It was with great sadness that I learned of the sudden and untimely death of my friend Graeme Millar.

Graeme graduated from Heriot Watt University, Edinburgh, in 1977 and completed his preregistration year at the Western General Hospital, Edinburgh in 1978. His pharmaceutical interest was in community pharmacy. He and his wife Fay, also a pharmacist, purchased their first pharmacy in 1979. They made a great success of their business and eventually expanded it with a further three pharmacies in Edinburgh.

Graeme was a skilled communicator and was ambitious, not only for himself, but also for his profession. He was elected chair of the Scottish Pharmaceutical General Council (now Community Pharmacy Scotland) where he played a key role in modernising the Scottish community pharmacy contract, which his successors have continued to build on. He remained in post until 1994 when he sold his pharmacies. However, he continued to maintain his interest in pharmacy and, in 1998, became chair of the Scottish Executive of the Royal Pharmaceutical of Scotland. He was also conferred a Fellow of the Royal Pharmaceutical Society of Great Britain.
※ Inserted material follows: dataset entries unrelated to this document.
//! Optimality residuals of a single instance.

use nalgebra::DVector;

use crate::problem::LcpProblem;

/// Primal-dual iterate of one instance.
#[derive(Debug, Clone, PartialEq)]
pub struct Iterate {
    /// Primal variables (nz)
    pub z: DVector<f64>,
    /// Slacks (nineq)
    pub s: DVector<f64>,
    /// Inequality multipliers (nineq)
    pub lam: DVector<f64>,
    /// Equality multipliers (neq)
    pub nu: DVector<f64>,
}

/// Residuals of the optimality conditions at an iterate.
#[derive(Debug, Clone)]
pub struct Residuals {
    /// Stationarity: `Q z + p + G^T lam + A^T nu`
    pub rx: DVector<f64>,
    /// Modified inequality: `G z + s - F lam - h`
    pub rlam: DVector<f64>,
    /// Equality: `A z - b`
    pub rnu: DVector<f64>,
    /// Barrier parameter `|s^T lam| / nineq`
    pub mu: f64,
    /// Convergence measure `||rlam|| + ||rnu|| + ||rx|| + nineq * mu`
    pub measure: f64,
}

impl Residuals {
    pub fn compute(prob: &LcpProblem, i: usize, it: &Iterate) -> Self {
        let q = prob.Q.get(i);
        let g = prob.G.get(i);
        let f = prob.F.get(i);

        let mut rx = q * &it.z + prob.p.get(i) + g.tr_mul(&it.lam);
        let rlam = g * &it.z + &it.s - f * &it.lam - prob.h.get(i);

        let rnu = match (&prob.A, &prob.b) {
            (Some(a), Some(b)) => {
                let a = a.get(i);
                rx += a.tr_mul(&it.nu);
                a * &it.z - b.get(i)
            }
            _ => DVector::zeros(0),
        };

        let nineq = it.s.len();
        let mu = if nineq > 0 {
            it.s.dot(&it.lam).abs() / nineq as f64
        } else {
            0.0
        };
        let measure = rlam.norm() + rnu.norm() + rx.norm() + nineq as f64 * mu;

        Self { rx, rlam, rnu, mu, measure }
    }
}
Graeme was a man of many parts and after moving on from community pharmacy, he continued to serve the Scottish NHS where he undertook a number of non-executive roles as vice chair of Lothian Health Board, chair of the Edinburgh Sick Children’s Hospital Trust and chair of the Scottish Common Services Agency.

Outwith the NHS, Graeme had a great interest in consumer protection and held a number of appointments in the area of food standards and was chair of the Scottish Consumers Council. Graeme was honoured with a CBE in 2006 for services to health and consumers. He also supported many charities, particularly those that were health related.

Graeme undertook any role with infectious enthusiasm, whether in health or in the numerous business interests he had in the private sector.

He was interested in golf and rugby, and was delighted to have been appointed as a non-executive director of the Scottish Rugby Union from 2006–2008.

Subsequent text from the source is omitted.